01/17/2024 | Pharma Innovation

Interview with Beate Müller-Tiemann | CTO of Cytiva

There can be few better people to approach with questions involving anything around the pharmaceutical value chain. We therefore decided to spend some time with Cytiva's CTO Beate Mueller-Tiemann.

ACHEMA Inspire: This is still a young industry, but one that has revolutionized medicine in only a few decades. How far do think it has come in that time?

  •  __The biopharma Industry has indeed been pioneering many breakthrough technologies and setting standards in unprecedented territory for decades. For example, recombinant technologies improve patient safety, replacing protein drugs purified from human or animal tissues, such as recombinant human insulin or recombinant blood factors.

    Overall, I'd say the biopharma Industry has been able to demonstrate a remarkably quick adoption and assimilation of the leading-edge discovery and manufacturing technologies. In particular, the in-vitro creation of monoclonal antibodies, into pharmaceutical applications.

    This has resulted in the first recombinant antibody drugs such as Herceptin or Humira, being able to address unmet medical needs. This revolution was enabled by the collaboration of academia, biotech, large pharma companies and regulatory authorities - all working in lockstep for the benefit of patients.

    The biopharma industry and its ecosystem has revealed its full unleashed innovation power, meaning unprecedented speed, agility and true purpose during the Covid-19 pandemic. This is now spurring the progress of the industry in new territories like mRNA-based pharmaceuticals and vaccines, oligonucleotide drugs and therapies.

    The cell and gene therapies, in particular, have truly changed patients’ and their families lives for the better. Regenerative medicines will also undergo a paradigm shift with new cell therapies entering clinical development. Let's not forget, digital tools will also play a major part, changing our industry even more, not to mention faster, moving forward.

ACHEMA Inspire: Moving to the present, Cytiva’s recent Resilience Report was its most extensive yet.

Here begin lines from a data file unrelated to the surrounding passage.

//! Mentions
//!
//! Inbound mention webhooks: signature check, trigger detection, agent
//! pipeline and reply enqueueing.

pub mod extract;
pub mod frames;
pub mod gateway;
pub mod handlers;
pub mod signature;
pub mod types;

pub use extract::{parse_structured_output, ExtractedIntent, StructuredReply, TriggerTag};
pub use frames::{frame_embed, FramePayload, FrameStore};
pub use gateway::{Accepted, GatewaySettings, MentionGateway};
pub use signature::{require_signature, sign_payload, verify_signature, SignatureError};
pub use types::{AckResponse, AckStatus, GatewayError, MentionEvent};
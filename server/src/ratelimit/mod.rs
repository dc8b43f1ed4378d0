//! Rate limiting.
//!
//! A pure fixed-window policy with 429 cool-down, shared by the reply worker
//! (publish throughput) and the inbound slow-down middleware.

pub mod limiter;
pub mod middleware;

pub use limiter::*;
pub use middleware::{slow_down, SlowDown};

But what picture do you think the results paint for the industry?

  •  __The overall 2023 Global Biopharma Resilience score is 6.08, which is lower than the 2021 score of 6.60. This decrease could be a result of a broader data set, including publicly available data on biopharma trends, and offers a more extensive overview of the industry.

    In some areas such as Biopharma manufacturing, the industry keeps maturing as 33 per cent of respondents say that it has become more affordable to manufacture biopharmaceuticals and 21 per cent of pharma leaders surveyed are expecting to see a dramatic increase in biologics manufacturing capacity in the next three years.
    In line with this, the supply chain for biologics are stabilising. Supply chains for biopharmaceuticals are still quite global because half of respondents say their country is moderately to highly dependent on the import of many inputs to drug production, as well as the importing of finished pharmaceutical products. The Resilience Report also speaks to the fact that the Biopharma industry is entrenched in the challenges of pioneering in the new modalities like cell and gene therapies where new standards have to be developed in collaboration with regulators, which is illustrated by the fact that 52 per cent of executives believe agencies are not good at ensuring availability of specialist pathways for cell and gene therapies.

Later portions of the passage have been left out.